[Work to be completed]: Please return all lines from the records below that include the string "boundary".
=== Section Start ===
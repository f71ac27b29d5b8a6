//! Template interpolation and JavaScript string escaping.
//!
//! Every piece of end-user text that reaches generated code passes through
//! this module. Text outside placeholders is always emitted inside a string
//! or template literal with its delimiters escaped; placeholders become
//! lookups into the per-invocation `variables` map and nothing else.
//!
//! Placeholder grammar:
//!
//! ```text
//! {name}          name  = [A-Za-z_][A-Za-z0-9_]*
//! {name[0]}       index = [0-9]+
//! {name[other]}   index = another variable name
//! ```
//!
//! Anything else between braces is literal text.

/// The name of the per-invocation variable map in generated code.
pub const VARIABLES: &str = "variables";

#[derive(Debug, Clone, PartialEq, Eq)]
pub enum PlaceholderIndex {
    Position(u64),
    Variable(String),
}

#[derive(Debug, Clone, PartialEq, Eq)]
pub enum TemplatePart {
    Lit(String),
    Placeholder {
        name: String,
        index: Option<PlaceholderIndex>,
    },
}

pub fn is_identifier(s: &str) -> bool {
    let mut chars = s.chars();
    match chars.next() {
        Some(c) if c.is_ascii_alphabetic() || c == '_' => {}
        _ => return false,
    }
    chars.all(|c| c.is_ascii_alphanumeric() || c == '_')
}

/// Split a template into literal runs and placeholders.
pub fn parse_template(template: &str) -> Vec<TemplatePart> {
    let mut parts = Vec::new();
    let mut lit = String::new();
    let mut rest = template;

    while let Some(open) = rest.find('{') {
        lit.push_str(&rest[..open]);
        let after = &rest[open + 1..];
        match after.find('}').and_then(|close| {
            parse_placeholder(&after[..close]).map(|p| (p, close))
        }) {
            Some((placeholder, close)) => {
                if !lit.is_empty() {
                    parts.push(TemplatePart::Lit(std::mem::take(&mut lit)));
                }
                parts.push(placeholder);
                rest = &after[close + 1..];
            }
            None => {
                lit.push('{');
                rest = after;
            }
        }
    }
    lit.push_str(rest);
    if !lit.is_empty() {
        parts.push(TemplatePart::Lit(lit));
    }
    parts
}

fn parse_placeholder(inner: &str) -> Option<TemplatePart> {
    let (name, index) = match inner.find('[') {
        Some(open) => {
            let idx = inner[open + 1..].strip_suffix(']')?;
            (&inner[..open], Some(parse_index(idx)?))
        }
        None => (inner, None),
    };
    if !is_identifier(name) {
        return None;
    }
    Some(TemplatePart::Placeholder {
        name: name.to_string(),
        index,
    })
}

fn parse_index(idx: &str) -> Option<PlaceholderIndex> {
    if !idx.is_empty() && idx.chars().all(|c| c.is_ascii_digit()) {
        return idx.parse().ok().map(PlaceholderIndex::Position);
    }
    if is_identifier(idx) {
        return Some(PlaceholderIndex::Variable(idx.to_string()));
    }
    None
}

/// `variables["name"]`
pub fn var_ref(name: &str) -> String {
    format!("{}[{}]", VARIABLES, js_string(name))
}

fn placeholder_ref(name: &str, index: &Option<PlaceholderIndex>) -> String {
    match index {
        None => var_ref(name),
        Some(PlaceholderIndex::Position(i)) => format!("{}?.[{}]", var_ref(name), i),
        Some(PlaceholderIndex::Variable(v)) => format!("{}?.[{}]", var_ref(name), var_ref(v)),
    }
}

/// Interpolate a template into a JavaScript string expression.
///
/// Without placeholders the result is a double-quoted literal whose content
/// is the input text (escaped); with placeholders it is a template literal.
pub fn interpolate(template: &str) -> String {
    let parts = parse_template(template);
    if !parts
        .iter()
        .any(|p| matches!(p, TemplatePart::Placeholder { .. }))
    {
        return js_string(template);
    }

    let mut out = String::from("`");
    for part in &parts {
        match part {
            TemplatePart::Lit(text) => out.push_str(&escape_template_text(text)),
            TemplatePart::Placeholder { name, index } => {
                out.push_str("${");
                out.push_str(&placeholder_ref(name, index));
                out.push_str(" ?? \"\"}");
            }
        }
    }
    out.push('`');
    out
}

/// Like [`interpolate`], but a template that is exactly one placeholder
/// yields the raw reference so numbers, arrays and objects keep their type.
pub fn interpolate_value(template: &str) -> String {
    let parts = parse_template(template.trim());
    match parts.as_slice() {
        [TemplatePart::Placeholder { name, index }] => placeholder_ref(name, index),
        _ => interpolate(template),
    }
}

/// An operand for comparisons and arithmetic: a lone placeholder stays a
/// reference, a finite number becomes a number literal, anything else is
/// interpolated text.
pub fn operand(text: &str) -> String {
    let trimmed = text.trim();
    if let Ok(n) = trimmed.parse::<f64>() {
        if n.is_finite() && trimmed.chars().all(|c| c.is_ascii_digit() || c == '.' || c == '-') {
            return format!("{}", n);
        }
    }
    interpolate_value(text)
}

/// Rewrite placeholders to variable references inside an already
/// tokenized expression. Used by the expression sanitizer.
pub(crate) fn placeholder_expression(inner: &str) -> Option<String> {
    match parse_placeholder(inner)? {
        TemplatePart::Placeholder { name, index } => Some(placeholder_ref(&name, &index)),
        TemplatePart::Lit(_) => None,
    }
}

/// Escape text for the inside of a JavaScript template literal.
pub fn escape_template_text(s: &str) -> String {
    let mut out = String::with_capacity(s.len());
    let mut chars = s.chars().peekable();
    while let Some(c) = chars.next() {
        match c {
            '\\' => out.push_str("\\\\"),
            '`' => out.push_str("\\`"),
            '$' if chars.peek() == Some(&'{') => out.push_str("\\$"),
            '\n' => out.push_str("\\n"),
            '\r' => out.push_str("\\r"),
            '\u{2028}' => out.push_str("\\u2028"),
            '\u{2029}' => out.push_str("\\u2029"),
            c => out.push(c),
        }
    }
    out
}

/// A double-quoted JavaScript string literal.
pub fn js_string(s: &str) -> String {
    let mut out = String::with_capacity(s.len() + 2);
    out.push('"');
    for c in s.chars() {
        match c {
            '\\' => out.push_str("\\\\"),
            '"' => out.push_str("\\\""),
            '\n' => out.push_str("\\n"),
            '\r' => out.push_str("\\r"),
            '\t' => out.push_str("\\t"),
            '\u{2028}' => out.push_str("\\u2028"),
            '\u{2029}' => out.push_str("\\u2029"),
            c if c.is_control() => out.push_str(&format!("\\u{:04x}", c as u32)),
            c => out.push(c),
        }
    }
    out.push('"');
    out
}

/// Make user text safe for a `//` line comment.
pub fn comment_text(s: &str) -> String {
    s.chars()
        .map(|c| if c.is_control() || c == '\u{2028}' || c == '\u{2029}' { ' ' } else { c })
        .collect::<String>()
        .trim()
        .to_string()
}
=== Section End ===
=== Section Start ===
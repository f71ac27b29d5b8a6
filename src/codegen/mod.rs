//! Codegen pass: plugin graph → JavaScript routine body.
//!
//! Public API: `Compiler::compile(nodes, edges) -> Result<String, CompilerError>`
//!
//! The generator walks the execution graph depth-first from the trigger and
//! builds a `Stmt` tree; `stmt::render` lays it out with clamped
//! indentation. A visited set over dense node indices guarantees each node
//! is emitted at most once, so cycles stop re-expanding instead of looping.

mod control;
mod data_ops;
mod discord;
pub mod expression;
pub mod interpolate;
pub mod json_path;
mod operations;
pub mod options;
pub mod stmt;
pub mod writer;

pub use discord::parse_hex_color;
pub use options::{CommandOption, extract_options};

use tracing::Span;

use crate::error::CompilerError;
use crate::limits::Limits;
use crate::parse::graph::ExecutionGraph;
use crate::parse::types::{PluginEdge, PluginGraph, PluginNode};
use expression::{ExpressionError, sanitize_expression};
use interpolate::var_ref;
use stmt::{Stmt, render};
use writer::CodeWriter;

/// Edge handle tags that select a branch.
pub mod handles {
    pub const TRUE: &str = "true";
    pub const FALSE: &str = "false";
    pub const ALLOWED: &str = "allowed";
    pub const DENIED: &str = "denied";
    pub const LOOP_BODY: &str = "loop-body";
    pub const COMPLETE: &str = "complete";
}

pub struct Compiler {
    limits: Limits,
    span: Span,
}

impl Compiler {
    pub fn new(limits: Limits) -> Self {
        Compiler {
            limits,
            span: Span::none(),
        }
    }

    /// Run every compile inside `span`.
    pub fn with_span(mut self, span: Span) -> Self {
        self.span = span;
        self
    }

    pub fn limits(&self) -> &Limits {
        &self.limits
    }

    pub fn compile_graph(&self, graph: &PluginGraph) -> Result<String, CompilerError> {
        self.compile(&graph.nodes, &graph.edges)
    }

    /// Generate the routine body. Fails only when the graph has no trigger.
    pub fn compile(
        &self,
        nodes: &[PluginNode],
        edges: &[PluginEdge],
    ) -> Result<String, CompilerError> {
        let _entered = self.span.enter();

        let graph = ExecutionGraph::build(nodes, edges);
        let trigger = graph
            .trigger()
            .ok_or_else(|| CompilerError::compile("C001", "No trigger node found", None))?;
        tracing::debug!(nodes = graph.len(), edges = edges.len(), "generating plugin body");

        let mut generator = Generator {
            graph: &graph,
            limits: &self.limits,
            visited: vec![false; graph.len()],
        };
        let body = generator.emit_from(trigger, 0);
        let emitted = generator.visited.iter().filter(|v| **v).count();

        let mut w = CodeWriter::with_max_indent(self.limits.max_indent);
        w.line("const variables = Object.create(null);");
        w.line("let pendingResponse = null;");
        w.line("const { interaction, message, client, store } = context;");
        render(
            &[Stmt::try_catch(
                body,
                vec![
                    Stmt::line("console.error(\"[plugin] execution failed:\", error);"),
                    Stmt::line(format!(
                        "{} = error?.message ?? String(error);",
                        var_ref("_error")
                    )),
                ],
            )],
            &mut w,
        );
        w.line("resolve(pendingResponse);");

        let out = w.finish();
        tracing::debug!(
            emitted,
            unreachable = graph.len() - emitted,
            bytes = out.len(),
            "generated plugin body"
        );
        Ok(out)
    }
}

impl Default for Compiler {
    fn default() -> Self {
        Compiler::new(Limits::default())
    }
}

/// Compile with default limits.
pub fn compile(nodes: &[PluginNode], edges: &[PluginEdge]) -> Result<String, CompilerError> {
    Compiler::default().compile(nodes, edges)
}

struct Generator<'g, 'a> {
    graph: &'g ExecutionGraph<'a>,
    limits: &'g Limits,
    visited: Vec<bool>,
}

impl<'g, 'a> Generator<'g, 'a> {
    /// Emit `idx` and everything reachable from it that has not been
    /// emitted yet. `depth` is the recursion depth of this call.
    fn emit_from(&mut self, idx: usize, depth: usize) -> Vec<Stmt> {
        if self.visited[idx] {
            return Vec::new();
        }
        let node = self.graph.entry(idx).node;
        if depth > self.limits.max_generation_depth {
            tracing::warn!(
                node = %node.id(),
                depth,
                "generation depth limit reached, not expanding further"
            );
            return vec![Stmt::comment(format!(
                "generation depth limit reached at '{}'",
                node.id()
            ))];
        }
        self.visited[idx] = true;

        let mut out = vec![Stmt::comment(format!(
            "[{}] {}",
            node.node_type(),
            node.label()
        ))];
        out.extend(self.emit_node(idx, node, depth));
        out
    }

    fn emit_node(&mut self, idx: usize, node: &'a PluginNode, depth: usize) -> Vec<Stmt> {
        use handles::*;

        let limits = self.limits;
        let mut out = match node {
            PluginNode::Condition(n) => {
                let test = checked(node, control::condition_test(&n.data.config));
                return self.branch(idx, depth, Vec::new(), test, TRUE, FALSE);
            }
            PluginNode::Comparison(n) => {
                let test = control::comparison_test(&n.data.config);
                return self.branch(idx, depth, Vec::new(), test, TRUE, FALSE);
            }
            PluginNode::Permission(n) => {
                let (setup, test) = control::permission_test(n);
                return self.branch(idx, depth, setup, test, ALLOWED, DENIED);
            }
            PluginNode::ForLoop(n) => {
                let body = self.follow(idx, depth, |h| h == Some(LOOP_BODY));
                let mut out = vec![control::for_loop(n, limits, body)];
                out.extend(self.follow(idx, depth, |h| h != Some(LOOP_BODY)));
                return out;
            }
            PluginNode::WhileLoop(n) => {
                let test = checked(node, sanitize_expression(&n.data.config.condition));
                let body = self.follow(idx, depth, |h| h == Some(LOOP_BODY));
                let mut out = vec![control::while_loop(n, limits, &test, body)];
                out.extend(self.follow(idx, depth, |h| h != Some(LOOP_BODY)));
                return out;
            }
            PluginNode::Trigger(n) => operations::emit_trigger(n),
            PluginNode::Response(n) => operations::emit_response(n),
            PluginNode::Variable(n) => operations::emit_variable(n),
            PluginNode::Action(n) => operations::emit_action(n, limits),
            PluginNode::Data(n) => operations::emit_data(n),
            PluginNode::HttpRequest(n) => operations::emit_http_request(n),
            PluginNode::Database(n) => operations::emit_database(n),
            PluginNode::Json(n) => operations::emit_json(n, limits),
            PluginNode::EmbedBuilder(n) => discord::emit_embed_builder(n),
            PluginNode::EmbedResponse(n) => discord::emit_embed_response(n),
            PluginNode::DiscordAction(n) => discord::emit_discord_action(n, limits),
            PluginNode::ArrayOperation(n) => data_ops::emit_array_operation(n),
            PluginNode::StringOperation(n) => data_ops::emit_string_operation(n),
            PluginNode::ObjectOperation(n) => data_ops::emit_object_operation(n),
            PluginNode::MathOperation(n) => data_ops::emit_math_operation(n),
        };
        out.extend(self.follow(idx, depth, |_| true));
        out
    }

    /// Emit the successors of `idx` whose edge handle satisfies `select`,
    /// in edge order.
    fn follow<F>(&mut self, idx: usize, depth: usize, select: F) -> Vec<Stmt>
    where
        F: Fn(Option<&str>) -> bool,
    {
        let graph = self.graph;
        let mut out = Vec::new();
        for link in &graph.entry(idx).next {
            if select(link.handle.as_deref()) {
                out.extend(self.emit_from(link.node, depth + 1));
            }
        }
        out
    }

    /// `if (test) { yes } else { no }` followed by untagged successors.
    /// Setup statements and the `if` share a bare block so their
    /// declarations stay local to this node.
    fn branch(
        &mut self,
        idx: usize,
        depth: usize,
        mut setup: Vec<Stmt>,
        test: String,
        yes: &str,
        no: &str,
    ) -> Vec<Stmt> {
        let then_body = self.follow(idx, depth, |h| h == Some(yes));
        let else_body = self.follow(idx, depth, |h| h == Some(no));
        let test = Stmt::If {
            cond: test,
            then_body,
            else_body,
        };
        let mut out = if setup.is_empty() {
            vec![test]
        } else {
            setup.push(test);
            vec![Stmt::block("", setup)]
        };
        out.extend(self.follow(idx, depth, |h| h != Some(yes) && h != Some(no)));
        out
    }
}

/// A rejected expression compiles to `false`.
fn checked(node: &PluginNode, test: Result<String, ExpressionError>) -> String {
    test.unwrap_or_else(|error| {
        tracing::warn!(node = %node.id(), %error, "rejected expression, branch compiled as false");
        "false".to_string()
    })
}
=== Section End ===
=== Section Start ===
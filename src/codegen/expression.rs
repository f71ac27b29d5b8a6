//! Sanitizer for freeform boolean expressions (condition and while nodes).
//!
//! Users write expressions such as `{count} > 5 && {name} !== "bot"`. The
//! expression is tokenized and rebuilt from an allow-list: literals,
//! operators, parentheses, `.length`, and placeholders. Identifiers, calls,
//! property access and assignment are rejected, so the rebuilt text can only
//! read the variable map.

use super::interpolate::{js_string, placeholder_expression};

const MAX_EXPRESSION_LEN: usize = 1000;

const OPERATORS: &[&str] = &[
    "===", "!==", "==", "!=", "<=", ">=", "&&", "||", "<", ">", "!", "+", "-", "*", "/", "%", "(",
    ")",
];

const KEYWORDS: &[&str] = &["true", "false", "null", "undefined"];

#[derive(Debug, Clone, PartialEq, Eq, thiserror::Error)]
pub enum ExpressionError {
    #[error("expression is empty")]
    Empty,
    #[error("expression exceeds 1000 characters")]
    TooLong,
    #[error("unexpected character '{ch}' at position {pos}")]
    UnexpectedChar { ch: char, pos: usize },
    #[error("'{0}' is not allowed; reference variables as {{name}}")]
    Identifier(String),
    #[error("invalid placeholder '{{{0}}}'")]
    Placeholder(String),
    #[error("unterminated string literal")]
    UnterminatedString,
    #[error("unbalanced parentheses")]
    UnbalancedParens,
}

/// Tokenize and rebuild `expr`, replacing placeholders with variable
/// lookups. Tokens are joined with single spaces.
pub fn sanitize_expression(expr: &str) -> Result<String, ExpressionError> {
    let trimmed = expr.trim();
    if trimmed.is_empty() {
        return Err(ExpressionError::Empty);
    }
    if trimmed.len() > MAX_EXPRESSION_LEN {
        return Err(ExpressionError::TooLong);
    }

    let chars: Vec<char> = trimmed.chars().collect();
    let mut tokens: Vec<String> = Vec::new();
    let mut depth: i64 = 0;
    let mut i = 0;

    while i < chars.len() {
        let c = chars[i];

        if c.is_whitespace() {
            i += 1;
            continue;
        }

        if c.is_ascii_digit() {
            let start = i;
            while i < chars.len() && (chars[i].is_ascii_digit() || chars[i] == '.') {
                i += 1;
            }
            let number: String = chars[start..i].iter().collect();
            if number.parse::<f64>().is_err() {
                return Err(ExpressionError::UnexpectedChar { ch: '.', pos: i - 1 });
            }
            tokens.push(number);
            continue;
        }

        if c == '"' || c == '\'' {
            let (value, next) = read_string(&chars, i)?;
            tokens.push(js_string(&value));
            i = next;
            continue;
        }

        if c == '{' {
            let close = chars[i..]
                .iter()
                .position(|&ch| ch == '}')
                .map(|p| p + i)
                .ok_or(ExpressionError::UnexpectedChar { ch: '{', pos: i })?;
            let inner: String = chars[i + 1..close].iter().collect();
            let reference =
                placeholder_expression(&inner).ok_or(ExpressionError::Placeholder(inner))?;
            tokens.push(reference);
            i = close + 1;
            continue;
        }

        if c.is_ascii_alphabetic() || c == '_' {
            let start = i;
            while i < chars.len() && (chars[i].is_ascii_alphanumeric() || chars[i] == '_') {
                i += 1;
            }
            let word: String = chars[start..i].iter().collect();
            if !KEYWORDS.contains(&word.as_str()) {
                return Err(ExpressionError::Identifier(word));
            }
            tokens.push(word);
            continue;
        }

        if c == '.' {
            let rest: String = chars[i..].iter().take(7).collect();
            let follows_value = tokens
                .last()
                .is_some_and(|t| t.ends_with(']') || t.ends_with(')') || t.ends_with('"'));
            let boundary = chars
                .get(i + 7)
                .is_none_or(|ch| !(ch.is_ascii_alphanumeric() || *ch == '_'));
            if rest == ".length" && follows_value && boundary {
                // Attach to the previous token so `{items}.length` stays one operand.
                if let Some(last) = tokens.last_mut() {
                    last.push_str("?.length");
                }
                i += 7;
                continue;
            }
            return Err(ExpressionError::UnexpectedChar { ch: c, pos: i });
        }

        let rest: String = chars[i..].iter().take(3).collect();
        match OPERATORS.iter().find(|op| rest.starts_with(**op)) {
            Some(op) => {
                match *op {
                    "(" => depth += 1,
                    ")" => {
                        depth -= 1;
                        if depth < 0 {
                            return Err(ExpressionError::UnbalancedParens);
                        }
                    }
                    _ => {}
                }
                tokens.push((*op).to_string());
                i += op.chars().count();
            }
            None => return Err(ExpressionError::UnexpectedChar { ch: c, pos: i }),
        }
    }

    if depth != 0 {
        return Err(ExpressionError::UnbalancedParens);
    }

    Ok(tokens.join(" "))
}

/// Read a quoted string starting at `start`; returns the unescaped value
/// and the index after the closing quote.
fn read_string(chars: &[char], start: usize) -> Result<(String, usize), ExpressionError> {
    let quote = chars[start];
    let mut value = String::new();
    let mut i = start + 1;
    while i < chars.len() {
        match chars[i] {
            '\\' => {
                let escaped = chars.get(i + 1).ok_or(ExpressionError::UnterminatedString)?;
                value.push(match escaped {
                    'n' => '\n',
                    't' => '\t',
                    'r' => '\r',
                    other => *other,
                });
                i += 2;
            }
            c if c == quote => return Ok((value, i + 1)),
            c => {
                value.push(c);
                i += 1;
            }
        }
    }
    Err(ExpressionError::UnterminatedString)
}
=== Section End ===
[Your solution]:
            let boundary = chars
            if rest == ".length" && follows_value && boundary {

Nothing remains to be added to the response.